The running back position is the most important in fantasy football.  I know this is not an earth-shattering take, but now I have ten years’ worth of data to back it up.  The elite running backs tend to provide the greatest positional value among all position groups.  Additionally, the running back position has the least depth.  Meanwhile, the wide receiver position is the deepest.  This difference in value between RB and WR is further compounded by the fact that RB1s score more than WR1s.  Over the past decade, the average RB1 scored 1.6 more fantasy points per game than the average WR1.  Remember that running backs are king in redraft fantasy football leagues.


BNastyDotCom says:

Footballers breathing fire on these 2020 articles!

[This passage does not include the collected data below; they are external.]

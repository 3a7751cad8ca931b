//! Report rendering.
//!
//! The PDF layout engine is an external collaborator; the core only knows
//! the [`ReportRenderer`] trait, which takes the composite report and
//! returns opaque document bytes. A markdown renderer ships built in.

use crucible_core::error::{CrucibleError, Result};
use crucible_core::report::CompositeReport;
use minijinja::{context, Environment};
use once_cell::sync::Lazy;

/// Renders a composite report into an opaque document.
pub trait ReportRenderer: Send + Sync {
    /// Returns the rendered document bytes.
    fn render(&self, report: &CompositeReport) -> Result<Vec<u8>>;

    /// File extension of the produced document (without dot).
    fn extension(&self) -> &'static str;
}

const REPORT_TEMPLATE: &str = r#"# Final Session Interview Report

- **Session:** {{ report.session_id }}
- **Candidate:** {{ report.candidate_id }}
- **Decision:** {{ report.decision }}
- **Overall score:** {{ report.overall_score }} / 10 ({{ score_percent }}%)

{{ report.summary }}

## Category breakdown
{% if report.categories %}
| Category | Score | Entries | Reasoning |
|---|---|---|---|
{% for c in report.categories %}| {{ c.category }} | {{ c.score }} | {{ c.entries }} | {{ c.reasoning }} |
{% endfor %}{% else %}
No graded turns.
{% endif %}
## Timeline
{% if report.timeline %}
| Time | Actor | Event | Details |
|---|---|---|---|
{% for t in report.timeline %}| {{ t.time }} | {{ t.actor }} | {{ t.kind }} | {{ t.details }} |
{% endfor %}{% else %}
No timeline events recorded.
{% endif %}
## Integrity signals
{% for signal in report.integrity_signals %}- {{ signal }}
{% endfor %}
---
{{ report.evaluated_turns }} turns evaluated, {{ report.parse_failures }} grading outputs unparseable.
Generated at {{ report.generated_at }}.
"#;

/// The built-in markdown renderer.
#[derive(Default)]
pub struct MarkdownReportRenderer;

impl MarkdownReportRenderer {
    /// Creates the renderer.
    pub fn new() -> Self {
        Self
    }
}

fn environment() -> &'static Environment<'static> {
    static ENV: Lazy<Environment<'static>> = Lazy::new(|| {
        let mut env = Environment::new();
        if let Err(err) = env.add_template("report", REPORT_TEMPLATE) {
            tracing::error!("invalid built-in report template: {}", err);
        }
        env
    });
    &ENV
}

impl ReportRenderer for MarkdownReportRenderer {
    fn render(&self, report: &CompositeReport) -> Result<Vec<u8>> {
        // The one and only place the 0-10 score becomes a percentage.
        let score_percent = (report.overall_score * 10.0).round() as i64;

        let text = environment()
            .get_template("report")
            .and_then(|template| {
                template.render(context! {
                    report => report,
                    score_percent => score_percent,
                })
            })
            .map_err(|err| CrucibleError::internal(format!("report render failed: {err}")))?;

        Ok(text.into_bytes())
    }

    fn extension(&self) -> &'static str {
        "md"
    }
}

#[cfg(test)]
mod tests {
    use super::*;
    use crucible_core::report::{CategoryScore, Decision, TimelineEntry};

    fn test_report() -> CompositeReport {
        CompositeReport {
            session_id: "s-1".into(),
            candidate_id: "cand-9".into(),
            overall_score: 7.25,
            decision: Decision::Advance,
            summary: "Evaluated 4 interaction points.".into(),
            categories: vec![CategoryScore {
                category: "General Performance".into(),
                score: 7.25,
                reasoning: "steady hands".into(),
                entries: 4,
            }],
            timeline: vec![TimelineEntry {
                time: "125s".into(),
                actor: "CrisisPopupAgent".into(),
                kind: "CRISIS_TRIGGERED".into(),
                details: "stage 1".into(),
            }],
            integrity_signals: vec!["No integrity flags observed.".into()],
            evaluated_turns: 4,
            parse_failures: 0,
            generated_at: "2026-01-01T00:00:00Z".into(),
        }
    }

    #[test]
    fn test_render_includes_both_scales_consistently() {
        let renderer = MarkdownReportRenderer::new();
        let bytes = renderer.render(&test_report()).unwrap();
        let text = String::from_utf8(bytes).unwrap();

        assert!(text.contains("7.25 / 10"));
        assert!(text.contains("(73%)"));
        assert!(text.contains("ADVANCE"));
        assert!(text.contains("125s"));
        assert!(text.contains("steady hands"));
    }

    #[test]
    fn test_render_empty_report_sections() {
        let mut report = test_report();
        report.categories.clear();
        report.timeline.clear();

        let text = String::from_utf8(
            MarkdownReportRenderer::new().render(&report).unwrap(),
        )
        .unwrap();
        assert!(text.contains("No graded turns."));
        assert!(text.contains("No timeline events recorded."));
    }

    #[test]
    fn test_extension() {
        assert_eq!(MarkdownReportRenderer::new().extension(), "md");
    }
}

Keep them coming fellas!!!

Jason McGann says:

PAR = (P)oints (A)gainst (R)eplacement

Jason McGann says:

This is an important article. I think the value of all players should be weighed against their replacement at the position. When you do this it becomes clear how valuable elite TEs are and why the QB position can be less valuable despite the high point totals. I think using the median value of the 13-24th ranked players at the position as the typical replacement player for QB, TE while for 2xRB 2xWR teams the median of the 25-36th player becomes the typical replacement. What do you think?

Thanks Nate! Glad to help 👊

Nate says:

This is the most helpful article I’ve read over the years. This is tremendously helpful in figuring out my keepers! Thank you!!